_TO DO_: Work through the data line by line, gathering every line that has the word "valid".

Segment Start: MATERIAL PROVIDED

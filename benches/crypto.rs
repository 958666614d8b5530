use criterion::{Criterion, black_box, criterion_group, criterion_main};
use voicewire::crypto::{self, EncryptMode};
use voicewire::net::udp::packet::{MEDIA_HEADER_LEN, build_media_header};
use voicewire_types::SECRET_KEY_LEN;

const SECRET_KEY: &str = "fb5e9f96f291742023f321c7f4f967a2d90f4e7dadb2d9bd66774ad3ebb3ac5d";

// Largest Opus packet and a typical 20 ms voice frame.
const PAYLOAD_SIZES: &[usize] = &[1275, 160];

fn media_packets(c: &mut Criterion) {
    let key: [u8; SECRET_KEY_LEN] = hex::decode(SECRET_KEY)
        .expect("valid hex encoded bytes")
        .try_into()
        .expect("valid secret key");

    for mode in EncryptMode::ALL.iter().copied().filter(|mode| mode.is_available()) {
        let aead = crypto::aead(mode, &key).expect("mode is available");

        let header = build_media_header(41, 960 * 41, 1234);
        let mut nonce = vec![0u8; mode.nonce_size()];
        nonce[..MEDIA_HEADER_LEN].copy_from_slice(&header);

        for size in PAYLOAD_SIZES {
            let payload = vec![0x5a; *size];

            #[allow(clippy::unwrap_used)]
            c.bench_function(
                &format!("seal {} (p: {size} bytes)", mode.to_request_str()),
                |b| {
                    b.iter(|| {
                        let sealed = aead.encrypt(&nonce, &[], black_box(&payload)).unwrap();
                        let mut packet = Vec::with_capacity(MEDIA_HEADER_LEN + sealed.len());
                        packet.extend_from_slice(&header);
                        packet.extend_from_slice(&sealed);
                        black_box(packet)
                    });
                },
            );

            let sealed = aead
                .encrypt(&nonce, &[], &payload)
                .expect("should encrypt payload");

            #[allow(clippy::unwrap_used)]
            c.bench_function(
                &format!("open {} (p: {size} bytes)", mode.to_request_str()),
                |b| {
                    b.iter(|| black_box(aead.decrypt(&nonce, &[], black_box(&sealed)).unwrap()));
                },
            );
        }
    }
}

criterion_group!(benches, media_packets);
criterion_main!(benches);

Segment End: MATERIAL PROVIDED

_TASK ANSWER_:
        .expect("valid hex encoded bytes")
        .expect("valid secret key");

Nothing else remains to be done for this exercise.